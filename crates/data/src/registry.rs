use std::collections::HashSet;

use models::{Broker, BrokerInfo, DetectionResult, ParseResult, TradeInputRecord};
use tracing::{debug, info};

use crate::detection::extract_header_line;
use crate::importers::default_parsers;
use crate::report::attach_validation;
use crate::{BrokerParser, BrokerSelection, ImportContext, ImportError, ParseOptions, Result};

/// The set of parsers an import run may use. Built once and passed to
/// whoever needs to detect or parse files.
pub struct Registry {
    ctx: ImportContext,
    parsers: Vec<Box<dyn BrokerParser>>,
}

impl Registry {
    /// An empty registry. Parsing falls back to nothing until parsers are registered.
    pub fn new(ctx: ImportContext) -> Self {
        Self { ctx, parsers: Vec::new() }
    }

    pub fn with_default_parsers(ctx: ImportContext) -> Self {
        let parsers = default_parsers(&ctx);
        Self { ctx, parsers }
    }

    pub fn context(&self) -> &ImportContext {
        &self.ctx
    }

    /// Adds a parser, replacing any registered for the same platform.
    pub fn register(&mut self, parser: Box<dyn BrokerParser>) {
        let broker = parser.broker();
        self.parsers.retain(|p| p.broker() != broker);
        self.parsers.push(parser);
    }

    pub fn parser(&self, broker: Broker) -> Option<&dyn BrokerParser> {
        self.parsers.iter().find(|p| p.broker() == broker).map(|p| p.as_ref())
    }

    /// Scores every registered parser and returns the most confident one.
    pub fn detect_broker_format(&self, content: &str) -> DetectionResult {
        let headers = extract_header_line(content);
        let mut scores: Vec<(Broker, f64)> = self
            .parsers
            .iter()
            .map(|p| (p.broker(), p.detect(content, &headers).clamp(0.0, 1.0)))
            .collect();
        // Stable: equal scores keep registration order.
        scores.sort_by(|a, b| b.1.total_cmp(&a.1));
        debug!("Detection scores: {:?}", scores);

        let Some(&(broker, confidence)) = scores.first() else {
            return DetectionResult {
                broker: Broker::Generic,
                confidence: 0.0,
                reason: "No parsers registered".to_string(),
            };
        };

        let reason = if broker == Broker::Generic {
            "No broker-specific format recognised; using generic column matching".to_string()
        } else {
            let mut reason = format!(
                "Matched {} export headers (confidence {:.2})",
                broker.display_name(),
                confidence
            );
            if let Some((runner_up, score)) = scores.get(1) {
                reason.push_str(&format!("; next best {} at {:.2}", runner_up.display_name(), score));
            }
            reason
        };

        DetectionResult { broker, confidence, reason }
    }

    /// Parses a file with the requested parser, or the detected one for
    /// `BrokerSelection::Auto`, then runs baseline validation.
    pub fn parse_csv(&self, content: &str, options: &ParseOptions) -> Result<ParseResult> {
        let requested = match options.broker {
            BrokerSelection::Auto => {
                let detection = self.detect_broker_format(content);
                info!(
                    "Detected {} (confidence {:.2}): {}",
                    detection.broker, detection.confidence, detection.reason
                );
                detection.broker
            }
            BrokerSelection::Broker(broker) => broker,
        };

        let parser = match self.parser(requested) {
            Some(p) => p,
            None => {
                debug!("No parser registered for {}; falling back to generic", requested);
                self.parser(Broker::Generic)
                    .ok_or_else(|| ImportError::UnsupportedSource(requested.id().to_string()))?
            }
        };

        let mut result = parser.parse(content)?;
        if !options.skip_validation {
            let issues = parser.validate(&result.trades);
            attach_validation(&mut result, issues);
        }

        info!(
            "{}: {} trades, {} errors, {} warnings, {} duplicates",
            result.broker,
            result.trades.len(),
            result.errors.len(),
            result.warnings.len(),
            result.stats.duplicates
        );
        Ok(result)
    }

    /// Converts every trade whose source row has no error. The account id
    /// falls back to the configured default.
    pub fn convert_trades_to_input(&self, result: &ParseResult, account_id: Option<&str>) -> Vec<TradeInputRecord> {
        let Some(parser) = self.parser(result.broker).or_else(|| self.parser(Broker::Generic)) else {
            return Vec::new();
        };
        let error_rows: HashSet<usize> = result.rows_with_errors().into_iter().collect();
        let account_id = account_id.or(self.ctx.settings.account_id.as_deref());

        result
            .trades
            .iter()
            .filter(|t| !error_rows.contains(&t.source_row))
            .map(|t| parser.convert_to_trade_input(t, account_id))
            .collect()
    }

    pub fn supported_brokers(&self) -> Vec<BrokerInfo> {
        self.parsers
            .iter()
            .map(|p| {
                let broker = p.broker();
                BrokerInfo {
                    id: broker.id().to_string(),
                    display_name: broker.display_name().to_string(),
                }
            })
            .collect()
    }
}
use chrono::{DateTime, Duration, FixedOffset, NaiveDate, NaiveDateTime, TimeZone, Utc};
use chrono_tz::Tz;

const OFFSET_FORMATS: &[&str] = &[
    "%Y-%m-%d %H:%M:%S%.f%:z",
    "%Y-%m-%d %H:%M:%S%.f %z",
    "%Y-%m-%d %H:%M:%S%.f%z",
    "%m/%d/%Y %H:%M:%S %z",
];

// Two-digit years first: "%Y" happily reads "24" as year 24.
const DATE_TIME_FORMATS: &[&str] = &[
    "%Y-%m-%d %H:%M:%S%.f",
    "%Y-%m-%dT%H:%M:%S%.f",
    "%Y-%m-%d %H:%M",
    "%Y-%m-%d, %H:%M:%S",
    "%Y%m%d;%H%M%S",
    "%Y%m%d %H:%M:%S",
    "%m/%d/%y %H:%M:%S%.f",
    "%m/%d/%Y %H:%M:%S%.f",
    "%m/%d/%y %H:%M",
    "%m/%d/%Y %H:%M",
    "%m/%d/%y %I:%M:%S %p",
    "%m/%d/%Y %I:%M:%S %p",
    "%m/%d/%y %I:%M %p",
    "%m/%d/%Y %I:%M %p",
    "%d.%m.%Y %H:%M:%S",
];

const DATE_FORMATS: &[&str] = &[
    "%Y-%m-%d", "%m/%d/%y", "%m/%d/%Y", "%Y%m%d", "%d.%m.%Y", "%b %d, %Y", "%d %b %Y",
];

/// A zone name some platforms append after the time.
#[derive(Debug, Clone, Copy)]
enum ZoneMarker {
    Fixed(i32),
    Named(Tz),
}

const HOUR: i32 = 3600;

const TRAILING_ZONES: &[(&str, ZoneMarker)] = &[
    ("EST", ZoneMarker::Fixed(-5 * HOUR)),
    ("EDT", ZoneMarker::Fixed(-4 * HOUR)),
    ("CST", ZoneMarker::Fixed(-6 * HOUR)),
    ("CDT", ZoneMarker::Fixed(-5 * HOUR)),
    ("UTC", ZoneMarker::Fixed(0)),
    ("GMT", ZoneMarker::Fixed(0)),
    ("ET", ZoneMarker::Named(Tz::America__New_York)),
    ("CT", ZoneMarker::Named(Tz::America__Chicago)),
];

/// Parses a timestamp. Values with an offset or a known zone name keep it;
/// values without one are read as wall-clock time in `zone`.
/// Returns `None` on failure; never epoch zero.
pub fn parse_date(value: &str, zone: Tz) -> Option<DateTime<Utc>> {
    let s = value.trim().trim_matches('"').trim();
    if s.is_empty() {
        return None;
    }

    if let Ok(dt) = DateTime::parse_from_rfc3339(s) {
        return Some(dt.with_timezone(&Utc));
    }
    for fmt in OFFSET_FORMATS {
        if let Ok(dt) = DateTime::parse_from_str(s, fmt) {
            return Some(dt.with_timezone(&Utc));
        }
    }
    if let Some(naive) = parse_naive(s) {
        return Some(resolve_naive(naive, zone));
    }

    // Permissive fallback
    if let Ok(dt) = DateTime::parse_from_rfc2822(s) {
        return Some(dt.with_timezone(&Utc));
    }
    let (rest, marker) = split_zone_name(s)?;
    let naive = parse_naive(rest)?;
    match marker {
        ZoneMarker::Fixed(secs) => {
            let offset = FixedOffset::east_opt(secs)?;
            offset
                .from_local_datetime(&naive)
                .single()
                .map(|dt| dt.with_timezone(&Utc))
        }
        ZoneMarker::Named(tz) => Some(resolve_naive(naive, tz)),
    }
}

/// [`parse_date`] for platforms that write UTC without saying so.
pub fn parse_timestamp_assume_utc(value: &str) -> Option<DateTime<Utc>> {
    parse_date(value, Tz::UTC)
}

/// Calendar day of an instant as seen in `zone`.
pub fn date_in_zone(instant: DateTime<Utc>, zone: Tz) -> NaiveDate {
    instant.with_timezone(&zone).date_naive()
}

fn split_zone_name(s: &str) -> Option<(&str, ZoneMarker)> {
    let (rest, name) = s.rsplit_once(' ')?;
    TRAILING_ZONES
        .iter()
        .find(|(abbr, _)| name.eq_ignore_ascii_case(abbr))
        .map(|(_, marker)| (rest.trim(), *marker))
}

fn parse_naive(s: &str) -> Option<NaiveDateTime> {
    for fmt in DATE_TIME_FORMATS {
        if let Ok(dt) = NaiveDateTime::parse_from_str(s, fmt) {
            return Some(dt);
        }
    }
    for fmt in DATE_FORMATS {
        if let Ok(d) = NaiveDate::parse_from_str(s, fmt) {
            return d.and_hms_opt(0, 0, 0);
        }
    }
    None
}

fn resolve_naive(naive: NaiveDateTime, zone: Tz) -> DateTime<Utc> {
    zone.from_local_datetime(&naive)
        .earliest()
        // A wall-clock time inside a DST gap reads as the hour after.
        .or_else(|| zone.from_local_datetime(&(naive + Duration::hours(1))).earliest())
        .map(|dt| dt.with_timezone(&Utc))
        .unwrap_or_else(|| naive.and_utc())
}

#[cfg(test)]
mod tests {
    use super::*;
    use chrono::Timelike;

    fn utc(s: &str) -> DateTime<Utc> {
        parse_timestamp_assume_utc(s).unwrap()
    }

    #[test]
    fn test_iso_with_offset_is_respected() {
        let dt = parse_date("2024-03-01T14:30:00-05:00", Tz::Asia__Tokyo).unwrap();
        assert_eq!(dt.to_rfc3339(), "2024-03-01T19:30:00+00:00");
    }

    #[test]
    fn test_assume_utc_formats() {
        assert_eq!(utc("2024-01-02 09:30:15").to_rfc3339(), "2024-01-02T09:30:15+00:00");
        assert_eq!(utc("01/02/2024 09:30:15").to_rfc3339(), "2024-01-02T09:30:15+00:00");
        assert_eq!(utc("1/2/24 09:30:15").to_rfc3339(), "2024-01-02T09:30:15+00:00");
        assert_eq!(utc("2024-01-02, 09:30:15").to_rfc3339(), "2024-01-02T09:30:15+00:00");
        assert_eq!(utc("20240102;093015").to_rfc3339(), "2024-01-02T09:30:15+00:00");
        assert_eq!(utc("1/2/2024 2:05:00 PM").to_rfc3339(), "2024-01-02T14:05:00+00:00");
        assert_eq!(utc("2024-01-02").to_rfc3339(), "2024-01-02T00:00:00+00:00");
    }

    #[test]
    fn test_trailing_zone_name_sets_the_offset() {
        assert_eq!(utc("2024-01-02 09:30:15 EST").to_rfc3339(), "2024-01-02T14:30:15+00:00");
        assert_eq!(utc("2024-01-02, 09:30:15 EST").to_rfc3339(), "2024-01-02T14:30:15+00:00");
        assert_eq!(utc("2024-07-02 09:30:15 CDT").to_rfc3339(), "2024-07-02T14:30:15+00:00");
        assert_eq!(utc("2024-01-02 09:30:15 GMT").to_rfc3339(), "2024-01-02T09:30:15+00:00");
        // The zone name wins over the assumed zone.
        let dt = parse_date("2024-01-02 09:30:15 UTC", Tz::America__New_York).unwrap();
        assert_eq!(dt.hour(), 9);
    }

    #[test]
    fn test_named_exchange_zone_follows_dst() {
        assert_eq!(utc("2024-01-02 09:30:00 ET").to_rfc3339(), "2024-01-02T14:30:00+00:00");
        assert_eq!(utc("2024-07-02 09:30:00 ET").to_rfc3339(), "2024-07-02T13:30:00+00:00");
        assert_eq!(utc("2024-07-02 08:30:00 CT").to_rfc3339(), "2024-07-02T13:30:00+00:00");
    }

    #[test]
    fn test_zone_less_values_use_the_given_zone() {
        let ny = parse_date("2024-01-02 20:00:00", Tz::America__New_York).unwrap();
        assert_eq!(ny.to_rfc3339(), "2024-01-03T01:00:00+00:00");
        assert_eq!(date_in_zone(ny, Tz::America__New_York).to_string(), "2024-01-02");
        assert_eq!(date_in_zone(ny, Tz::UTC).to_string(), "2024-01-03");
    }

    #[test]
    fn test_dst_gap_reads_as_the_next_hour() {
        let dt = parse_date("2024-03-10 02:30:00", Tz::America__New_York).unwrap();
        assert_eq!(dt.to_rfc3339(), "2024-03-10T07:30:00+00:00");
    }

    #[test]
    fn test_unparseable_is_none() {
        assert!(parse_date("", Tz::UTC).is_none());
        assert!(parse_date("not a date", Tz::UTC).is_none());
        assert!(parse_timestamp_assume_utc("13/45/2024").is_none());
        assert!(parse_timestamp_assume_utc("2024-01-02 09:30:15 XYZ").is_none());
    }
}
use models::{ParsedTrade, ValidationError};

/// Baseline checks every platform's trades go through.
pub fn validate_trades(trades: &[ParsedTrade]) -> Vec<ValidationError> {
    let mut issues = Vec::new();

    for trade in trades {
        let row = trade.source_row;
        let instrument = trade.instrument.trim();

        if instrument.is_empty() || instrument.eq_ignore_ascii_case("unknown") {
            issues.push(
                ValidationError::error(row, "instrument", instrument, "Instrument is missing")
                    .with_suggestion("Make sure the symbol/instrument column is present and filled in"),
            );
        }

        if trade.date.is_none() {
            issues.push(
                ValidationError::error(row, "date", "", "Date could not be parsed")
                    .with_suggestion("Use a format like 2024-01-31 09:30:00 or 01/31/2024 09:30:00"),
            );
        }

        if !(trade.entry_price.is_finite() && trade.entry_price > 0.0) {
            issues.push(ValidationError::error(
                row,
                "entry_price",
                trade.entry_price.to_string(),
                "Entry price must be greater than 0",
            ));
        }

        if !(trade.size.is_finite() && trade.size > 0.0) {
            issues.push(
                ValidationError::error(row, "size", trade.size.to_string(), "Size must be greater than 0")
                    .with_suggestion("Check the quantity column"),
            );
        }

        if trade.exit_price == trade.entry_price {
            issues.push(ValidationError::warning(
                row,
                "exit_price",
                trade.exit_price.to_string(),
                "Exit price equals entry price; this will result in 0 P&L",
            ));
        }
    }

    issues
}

########################################

■ **PROBLEM REQUIREMENTS**:
What lines in the data hold the word "registered"? Return them.

■ **SOLUTION**:
    /// An empty registry. Parsing falls back to nothing until parsers are registered.
    /// Adds a parser, replacing any registered for the same platform.
    /// Scores every registered parser and returns the most confident one.
                reason: "No parsers registered".to_string(),
                debug!("No parser registered for {}; falling back to generic", requested);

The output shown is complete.